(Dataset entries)
________________
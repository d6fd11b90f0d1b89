//! xdomain bridge - Entry Points
//!
//! The implementation is modularized into:
//! - `execute/` - Execute message handlers
//! - `query` - Query message handlers

use cosmwasm_std::{
    entry_point, to_json_binary, Binary, Deps, DepsMut, Env, MessageInfo, Reply, Response,
    StdResult, Uint128,
};
use cw2::set_contract_version;

use crate::domain_table::DOMAIN_COUNT;
use crate::error::ContractError;
use crate::execute::{
    execute_append_domains, execute_convert, execute_set_fee_ceiling, execute_transfer_ownership,
    execute_update_domains, handle_xcall_reply,
};
use crate::fee_policy::{DEFAULT_FEE_CEILING, FEE_CEILING};
use crate::msg::{ExecuteMsg, InstantiateMsg, MigrateMsg, QueryMsg};
use crate::query::{
    query_compute_fee, query_config, query_decode_aux_data, query_dispatch_count, query_domain,
    query_domain_count, query_domains, query_fee_ceiling, query_simulate_convert,
};
use crate::state::{
    Config, CONFIG, CONTRACT_NAME, CONTRACT_VERSION, DISPATCH_COUNT, DISPATCH_LOCK, XCALL_REPLY_ID,
};

// ============================================================================
// Instantiate
// ============================================================================

#[cfg_attr(not(feature = "library"), entry_point)]
pub fn instantiate(
    deps: DepsMut,
    _env: Env,
    _info: MessageInfo,
    msg: InstantiateMsg,
) -> Result<Response, ContractError> {
    set_contract_version(deps.storage, CONTRACT_NAME, CONTRACT_VERSION)?;

    let config = Config {
        owner: deps.api.addr_validate(&msg.owner)?,
        processor: deps.api.addr_validate(&msg.processor)?,
        transport: deps.api.addr_validate(&msg.transport)?,
        address_registry: deps.api.addr_validate(&msg.address_registry)?,
    };
    CONFIG.save(deps.storage, &config)?;

    let ceiling = msg
        .fee_ceiling
        .unwrap_or_else(|| Uint128::from(DEFAULT_FEE_CEILING));
    FEE_CEILING.save(deps.storage, &ceiling)?;

    DOMAIN_COUNT.save(deps.storage, &0)?;
    DISPATCH_LOCK.save(deps.storage, &false)?;
    DISPATCH_COUNT.save(deps.storage, &0)?;

    Ok(Response::new()
        .add_attribute("method", "instantiate")
        .add_attribute("owner", config.owner)
        .add_attribute("processor", config.processor)
        .add_attribute("transport", config.transport)
        .add_attribute("address_registry", config.address_registry)
        .add_attribute("fee_ceiling", ceiling))
}

// ============================================================================
// Execute
// ============================================================================

#[cfg_attr(not(feature = "library"), entry_point)]
pub fn execute(
    deps: DepsMut,
    env: Env,
    info: MessageInfo,
    msg: ExecuteMsg,
) -> Result<Response, ContractError> {
    match msg {
        ExecuteMsg::Convert {
            input_asset,
            total_input_value,
            aux_data,
        } => execute_convert(deps, env, info, input_asset, total_input_value, aux_data),

        // Domain table
        ExecuteMsg::AppendDomains { domain_ids } => execute_append_domains(deps, info, domain_ids),
        ExecuteMsg::UpdateDomains {
            indices,
            domain_ids,
        } => execute_update_domains(deps, info, indices, domain_ids),

        // Fee policy
        ExecuteMsg::SetFeeCeiling { ceiling } => execute_set_fee_ceiling(deps, info, ceiling),

        // Ownership
        ExecuteMsg::TransferOwnership { new_owner } => {
            execute_transfer_ownership(deps, info, new_owner)
        }
    }
}

// ============================================================================
// Reply
// ============================================================================

#[cfg_attr(not(feature = "library"), entry_point)]
pub fn reply(deps: DepsMut, _env: Env, msg: Reply) -> Result<Response, ContractError> {
    match msg.id {
        XCALL_REPLY_ID => handle_xcall_reply(deps),
        id => Err(ContractError::UnknownReplyId { id }),
    }
}

// ============================================================================
// Query
// ============================================================================

#[cfg_attr(not(feature = "library"), entry_point)]
pub fn query(deps: Deps, _env: Env, msg: QueryMsg) -> StdResult<Binary> {
    match msg {
        QueryMsg::Config {} => to_json_binary(&query_config(deps)?),
        QueryMsg::DispatchCount {} => to_json_binary(&query_dispatch_count(deps)?),

        // Domain table
        QueryMsg::Domain { index } => to_json_binary(&query_domain(deps, index)?),
        QueryMsg::Domains { start_after, limit } => {
            to_json_binary(&query_domains(deps, start_after, limit)?)
        }
        QueryMsg::DomainCount {} => to_json_binary(&query_domain_count(deps)?),

        // Fee policy & codec
        QueryMsg::FeeCeiling {} => to_json_binary(&query_fee_ceiling(deps)?),
        QueryMsg::DecodeAuxData { aux_data } => to_json_binary(&query_decode_aux_data(aux_data)?),
        QueryMsg::ComputeFee { aux_data } => to_json_binary(&query_compute_fee(deps, aux_data)?),
        QueryMsg::SimulateConvert {
            total_input_value,
            aux_data,
        } => to_json_binary(&query_simulate_convert(
            deps,
            total_input_value,
            aux_data,
        )?),
    }
}

// ============================================================================
// Migrate
// ============================================================================

#[cfg_attr(not(feature = "library"), entry_point)]
pub fn migrate(deps: DepsMut, _env: Env, _msg: MigrateMsg) -> Result<Response, ContractError> {
    set_contract_version(deps.storage, CONTRACT_NAME, CONTRACT_VERSION)?;

    if FEE_CEILING.may_load(deps.storage)?.is_none() {
        FEE_CEILING.save(deps.storage, &Uint128::from(DEFAULT_FEE_CEILING))?;
    }
    if DISPATCH_LOCK.may_load(deps.storage)?.is_none() {
        DISPATCH_LOCK.save(deps.storage, &false)?;
    }

    Ok(Response::new()
        .add_attribute("action", "migrate")
        .add_attribute("version", CONTRACT_VERSION))
}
________________
→ INSTRUCTIONS FOR THE TASK
Each line holding the word "InstantiateMsg" must be copied from the data.

→ RESPONSE TO THE TASK
use crate::msg::{ExecuteMsg, InstantiateMsg, MigrateMsg, QueryMsg};
    msg: InstantiateMsg,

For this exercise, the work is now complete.